North American Palladium Completes a New Feasibility Study Featuring a Major Expansion of Underground Reserves
TORONTO, Sept. 17, 2018 (GLOBE NEWSWIRE) -- North American Palladium Ltd. ("NAP" or the "Company") (TSX:PDL) (OTC PINK:PALDF) announced today the results of a new feasibility study (the “Feasibility Study”), incorporating major changes to the life of mine plan for the Lac des Iles Mine Property (“LDI”) in northwestern Ontario. The Feasibility Study has been prepared in accordance with National Instrument 43-101 – Standards of Disclosure for Mineral Projects and will be filed within 45 days on SEDAR and posted on the Company’s website. All currency figures are in Canadian dollars unless otherwise noted.
Based on the success of the recent transition to the sublevel shrinkage mining method (“SLS”) in the lower part of the mine, the Company initiated an internal evaluation of similar underground mass mining approaches for all of the near-surface resources as an alternative to a pushback of the existing Roby open pit proposed in the prior 2017 feasibility study. The positive results of this evaluation prompted the commissioning of the Feasibility Study. The Feasibility Study has improved margins, cash flows, mine life and net present value (“NPV”) relative to the previous study.

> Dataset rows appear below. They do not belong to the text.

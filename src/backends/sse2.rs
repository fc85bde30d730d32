//! SSE2 kernels (x86_64, 128-bit integer lanes)
//!
//! SSE2 adds the integer side of the 128-bit registers: byte-wise copy and fill,
//! 16-bit PCM widening, saturating sample packing and unsigned byte min/max for
//! the texture compressor. Floating-point kernels stay in [`super::sse`].
//!
//! # Performance
//!
//! Copy and fill move 16 bytes per instruction; sample packing converts 8 floats
//! per iteration.
//!
//! # Safety
//!
//! All kernels require SSE2. Raw loads and stores only touch subslices whose
//! bounds were checked by slicing first.

#[cfg(target_arch = "x86_64")]
use std::arch::x86_64::*;

use super::generic::{self, RGTC_BLOCK_BYTES};
use super::sse::{replicate_mono, replicate_stereo};
use crate::audio::{Channels, SampleRate};

/// SSE2 backend (128-bit SIMD, integer lanes)
pub struct Sse2Backend;

impl Sse2Backend {
    #[target_feature(enable = "sse2")]
    pub unsafe fn memcpy(dst: &mut [u8], src: &[u8]) {
        let len = dst.len();
        let src = &src[..len];
        let mut i = 0;

        while i + 16 <= len {
            let v = _mm_loadu_si128(src.as_ptr().add(i).cast());
            _mm_storeu_si128(dst.as_mut_ptr().add(i).cast(), v);
            i += 16;
        }

        dst[i..].copy_from_slice(&src[i..]);
    }

    #[target_feature(enable = "sse2")]
    pub unsafe fn memset(dst: &mut [u8], value: u8) {
        let len = dst.len();
        let v = _mm_set1_epi8(value as i8);
        let mut i = 0;

        while i + 16 <= len {
            _mm_storeu_si128(dst.as_mut_ptr().add(i).cast(), v);
            i += 16;
        }

        dst[i..].fill(value);
    }

    /// Clip to the 16-bit range, truncate and pack eight samples at a time
    #[target_feature(enable = "sse2")]
    pub unsafe fn mixed_sound_to_samples(samples: &mut [i16], mix: &[f32]) {
        let len = samples.len();
        let mix = &mix[..len];
        let lo = _mm_set1_ps(-32768.0);
        let hi = _mm_set1_ps(32767.0);
        let mut i = 0;

        while i + 8 <= len {
            let a = _mm_min_ps(_mm_max_ps(_mm_loadu_ps(mix.as_ptr().add(i)), lo), hi);
            let b = _mm_min_ps(_mm_max_ps(_mm_loadu_ps(mix.as_ptr().add(i + 4)), lo), hi);
            let packed = _mm_packs_epi32(_mm_cvttps_epi32(a), _mm_cvttps_epi32(b));
            _mm_storeu_si128(samples.as_mut_ptr().add(i).cast(), packed);
            i += 8;
        }

        generic::mixed_sound_to_samples(&mut samples[i..], &mix[i..]);
    }

    /// Widen four samples per step, then replicate by the rate factor
    #[target_feature(enable = "sse2")]
    pub unsafe fn up_sample_pcm_to_44khz(
        dest: &mut [f32],
        pcm: &[i16],
        rate: SampleRate,
        channels: Channels,
    ) {
        let f = rate.factor();
        let n = match channels {
            Channels::Mono => pcm.len(),
            Channels::Stereo => pcm.len() / 2 * 2,
        };
        let pcm = &pcm[..n];
        let dest = &mut dest[..n * f];
        let mut i = 0;

        while i + 4 <= n {
            let raw = _mm_loadl_epi64(pcm.as_ptr().add(i).cast());
            let wide = _mm_srai_epi32::<16>(_mm_unpacklo_epi16(raw, raw));
            let v = _mm_cvtepi32_ps(wide);
            let out = &mut dest[i * f..(i + 4) * f];
            match channels {
                Channels::Mono => replicate_mono(out, v, f),
                Channels::Stereo => replicate_stereo(out, v, f),
            }
            i += 4;
        }

        generic::up_sample_pcm_to_44khz(&mut dest[i * f..], &pcm[i..], rate, channels);
    }

    /// RGTC with the block range found by byte-wise min/max
    #[target_feature(enable = "sse2")]
    pub unsafe fn compress_rgtc_from_rgba8(
        src: &[u8],
        width: usize,
        height: usize,
        stride: usize,
        dst: &mut [u8],
    ) {
        compress_blocks(width, height, dst, |bx, by, red, green| {
            generic::gather_block(src, width, height, stride, bx, by, red, green)
        });
    }
}

/// Smallest and largest byte of a block channel
#[inline]
#[target_feature(enable = "sse2")]
pub(crate) unsafe fn byte_range(values: &[u8; 16]) -> (u8, u8) {
    let v = _mm_loadu_si128(values.as_ptr().cast());

    let lo = _mm_min_epu8(v, _mm_srli_si128::<8>(v));
    let lo = _mm_min_epu8(lo, _mm_srli_si128::<4>(lo));
    let lo = _mm_min_epu8(lo, _mm_srli_si128::<2>(lo));
    let lo = _mm_min_epu8(lo, _mm_srli_si128::<1>(lo));

    let hi = _mm_max_epu8(v, _mm_srli_si128::<8>(v));
    let hi = _mm_max_epu8(hi, _mm_srli_si128::<4>(hi));
    let hi = _mm_max_epu8(hi, _mm_srli_si128::<2>(hi));
    let hi = _mm_max_epu8(hi, _mm_srli_si128::<1>(hi));

    (
        (_mm_cvtsi128_si32(lo) & 0xFF) as u8,
        (_mm_cvtsi128_si32(hi) & 0xFF) as u8,
    )
}

/// Walk the blocks of a `width x height` image in row-major order
///
/// `gather` fills the red and green channels of block `(bx, by)`; encoding and
/// output placement are shared by every tier.
#[target_feature(enable = "sse2")]
pub(crate) unsafe fn compress_blocks(
    width: usize,
    height: usize,
    dst: &mut [u8],
    mut gather: impl FnMut(usize, usize, &mut [u8; 16], &mut [u8; 16]),
) {
    let blocks_x = width.div_ceil(4);
    let blocks_y = height.div_ceil(4);
    let mut red = [0u8; 16];
    let mut green = [0u8; 16];

    for by in 0..blocks_y {
        for bx in 0..blocks_x {
            gather(bx, by, &mut red, &mut green);
            let out = &mut dst[(by * blocks_x + bx) * RGTC_BLOCK_BYTES..][..RGTC_BLOCK_BYTES];
            let (lo, hi) = byte_range(&red);
            generic::encode_channel(&red, lo, hi, &mut out[..8]);
            let (lo, hi) = byte_range(&green);
            generic::encode_channel(&green, lo, hi, &mut out[8..]);
        }
    }
}

#[cfg(test)]
mod tests {
    use super::*;

    #[test]
    fn test_sse2_memcpy_odd_length() {
        let src: Vec<u8> = (0..37).collect();
        let mut dst = vec![0u8; 37];
        unsafe {
            Sse2Backend::memcpy(&mut dst, &src);
        }
        assert_eq!(dst, src);
    }

    #[test]
    fn test_sse2_memset_unaligned_start() {
        let mut buf = vec![0u8; 40];
        unsafe {
            Sse2Backend::memset(&mut buf[3..30], 0xFF);
        }
        assert!(buf[..3].iter().all(|&b| b == 0));
        assert!(buf[3..30].iter().all(|&b| b == 0xFF));
        assert!(buf[30..].iter().all(|&b| b == 0));
    }

    #[test]
    fn test_sse2_samples_saturate() {
        let mix = [-1e9, -32768.5, -0.9, 0.9, 12.7, 32766.99, 32767.0, 1e9, 5.5];
        let mut fast = [0i16; 9];
        let mut reference = [0i16; 9];
        unsafe {
            Sse2Backend::mixed_sound_to_samples(&mut fast, &mix);
        }
        generic::mixed_sound_to_samples(&mut reference, &mix);
        assert_eq!(fast, reference);
    }

    #[test]
    fn test_sse2_pcm_sign_extends() {
        let pcm = [-32768i16, -1, 0, 32767, 5];
        let mut fast = vec![0.0f32; 10];
        let mut reference = vec![0.0f32; 10];
        let (rate, channels) = (SampleRate::Hz22050, Channels::Mono);
        unsafe {
            Sse2Backend::up_sample_pcm_to_44khz(&mut fast, &pcm, rate, channels);
        }
        generic::up_sample_pcm_to_44khz(&mut reference, &pcm, rate, channels);
        assert_eq!(fast, reference);
        assert_eq!(fast[0], -32768.0);
    }

    #[test]
    fn test_byte_range() {
        let mut values = [100u8; 16];
        values[3] = 7;
        values[15] = 250;
        assert_eq!(unsafe { byte_range(&values) }, (7, 250));
    }
}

Additionally, the more selective underground mining method provides the Company with increased flexibility to deal with any future palladium price volatility.

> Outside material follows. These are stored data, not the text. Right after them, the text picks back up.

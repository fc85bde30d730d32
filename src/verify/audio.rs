//! Group 8: resampling, mixing and quantization

use std::io::Write;

use super::compare::all_within;
use super::{inputs, VerificationHarness};
use crate::audio::{Channels, SampleRate, MIXBUFFER_SAMPLES};
use crate::error::Result;
use crate::random::SeededRandom;

const LAYOUTS: [(Channels, &str); 2] = [(Channels::Mono, "mono"), (Channels::Stereo, "stereo")];

pub(super) fn run<W: Write>(h: &mut VerificationHarness<'_, W>) -> Result<()> {
    up_sample(h)?;
    mixing(h)?;
    quantize(h)?;
    Ok(())
}

fn up_sample<W: Write>(h: &mut VerificationHarness<'_, W>) -> Result<()> {
    for rate in SampleRate::ALL {
        for (channels, layout) in LAYOUTS {
            let out_len = MIXBUFFER_SAMPLES * channels.count();
            let in_len = out_len / rate.factor();
            let pcm = pcm_samples(h.rng(), in_len);

            h.compare(
                &format!("up_sample_pcm_to_44khz( {}Hz, {layout} )", rate.hz()),
                in_len,
                || vec![0.0f32; out_len],
                |p, d| p.up_sample_pcm_to_44khz(d, &pcm, rate, channels),
                |a, b| all_within(a, b, 1.0),
            )?;
        }
    }

    for rate in SampleRate::ALL {
        for (channels, layout) in LAYOUTS {
            let out_len = MIXBUFFER_SAMPLES * channels.count();
            let num_samples = out_len / rate.factor();
            let frames = num_samples / channels.count();
            let rng = h.rng();
            let decoded: Vec<Vec<f32>> = (0..channels.count())
                .map(|_| (0..frames).map(|_| rng.crandom_float()).collect())
                .collect();
            let ogg: Vec<&[f32]> = decoded.iter().map(Vec::as_slice).collect();

            h.compare(
                &format!("up_sample_ogg_to_44khz( {}Hz, {layout} )", rate.hz()),
                num_samples,
                || vec![0.0f32; out_len],
                |p, d| p.up_sample_ogg_to_44khz(d, &ogg, num_samples, rate, channels),
                |a, b| all_within(a, b, 1.0),
            )?;
        }
    }
    Ok(())
}

/// Full-scale 16-bit samples of both signs
fn pcm_samples(rng: &mut SeededRandom, n: usize) -> Vec<i16> {
    (0..n).map(|_| (rng.crandom_float() * 32768.0) as i16).collect()
}

/// Mix values spanning twice the 16-bit range so both clipping edges are hit
fn wide_mix(rng: &mut SeededRandom, n: usize) -> Vec<f32> {
    (0..n).map(|_| rng.crandom_float() * 65536.0).collect()
}

fn volumes<const N: usize>(rng: &mut SeededRandom) -> [f32; N] {
    std::array::from_fn(|_| rng.random_float())
}

fn mixing<W: Write>(h: &mut VerificationHarness<'_, W>) -> Result<()> {
    let n = MIXBUFFER_SAMPLES;
    let rng = h.rng();
    let mono = inputs::floats(rng, n, 1.0);
    let stereo = inputs::floats(rng, n * 2, 1.0);
    let (last2, current2) = (volumes::<2>(rng), volumes::<2>(rng));
    let (last6, current6) = (volumes::<6>(rng), volumes::<6>(rng));

    h.compare(
        "mix_sound_two_speaker_mono()",
        n,
        || vec![0.0f32; n * 2],
        |p, mix| p.mix_sound_two_speaker_mono(mix, &mono, n, &last2, &current2),
        |a, b| all_within(a, b, 2.0),
    )?;
    h.compare(
        "mix_sound_two_speaker_stereo()",
        n,
        || vec![0.0f32; n * 2],
        |p, mix| p.mix_sound_two_speaker_stereo(mix, &stereo, n, &last2, &current2),
        |a, b| all_within(a, b, 2.0),
    )?;
    h.compare(
        "mix_sound_six_speaker_mono()",
        n,
        || vec![0.0f32; n * 6],
        |p, mix| p.mix_sound_six_speaker_mono(mix, &mono, n, &last6, &current6),
        |a, b| all_within(a, b, 2.0),
    )?;
    h.compare(
        "mix_sound_six_speaker_stereo()",
        n,
        || vec![0.0f32; n * 6],
        |p, mix| p.mix_sound_six_speaker_stereo(mix, &stereo, n, &last6, &current6),
        |a, b| all_within(a, b, 2.0),
    )?;
    Ok(())
}

fn quantize<W: Write>(h: &mut VerificationHarness<'_, W>) -> Result<()> {
    let n = MIXBUFFER_SAMPLES * 2;
    let mix = wide_mix(h.rng(), n);

    h.compare(
        "mixed_sound_to_samples()",
        n,
        || vec![0i16; n],
        |p, s| p.mixed_sound_to_samples(s, &mix),
        |a, b| a == b,
    )?;
    Ok(())
}

#[cfg(test)]
mod tests {
    use super::*;
    use crate::random::DEFAULT_SEED;

    #[test]
    fn test_up_sample_sizes_fill_one_mix_block() {
        for rate in SampleRate::ALL {
            for (channels, _) in LAYOUTS {
                let out_len = MIXBUFFER_SAMPLES * channels.count();
                assert_eq!((out_len / rate.factor()) * rate.factor(), out_len);
            }
        }
    }

    #[test]
    fn test_wide_mix_clips_at_both_edges() {
        let mix = wide_mix(&mut SeededRandom::new(DEFAULT_SEED), MIXBUFFER_SAMPLES * 2);
        assert!(mix.iter().any(|&v| v > 32767.0));
        assert!(mix.iter().any(|&v| v < -32768.0));
        assert!(mix.iter().any(|&v| v > -32768.0 && v < 32767.0));
    }

    #[test]
    fn test_pcm_samples_span_both_signs() {
        let pcm = pcm_samples(&mut SeededRandom::new(DEFAULT_SEED), MIXBUFFER_SAMPLES);
        assert!(pcm.iter().any(|&v| v > i16::MAX / 2));
        assert!(pcm.iter().any(|&v| v < i16::MIN / 2));
        assert!(pcm.iter().any(|&v| i32::from(v).abs() > 32_000));
    }

    #[test]
    fn test_volumes_are_unit_range() {
        let v = volumes::<6>(&mut SeededRandom::new(9));
        assert!(v.iter().all(|x| (0.0..1.0).contains(x)));
    }
}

Highlights of the Feasibility Study:
- The previously planned pushback of the dormant Roby open pit is now replaced by an expansion of the underground mine using bulk mining methods to extract maximum value from several near-surface resources outside the original mine plan.
- Mine life is extended by one year to 2027 with average underground production increasing from 6,000 to more than 12,000 tonnes per day (“tpd”) and includes a total of 40.9 million tonnes of underground and surface reserves at an average palladium grade of 2.31 g/t, yielding 2.32 million ounces of payable palladium production.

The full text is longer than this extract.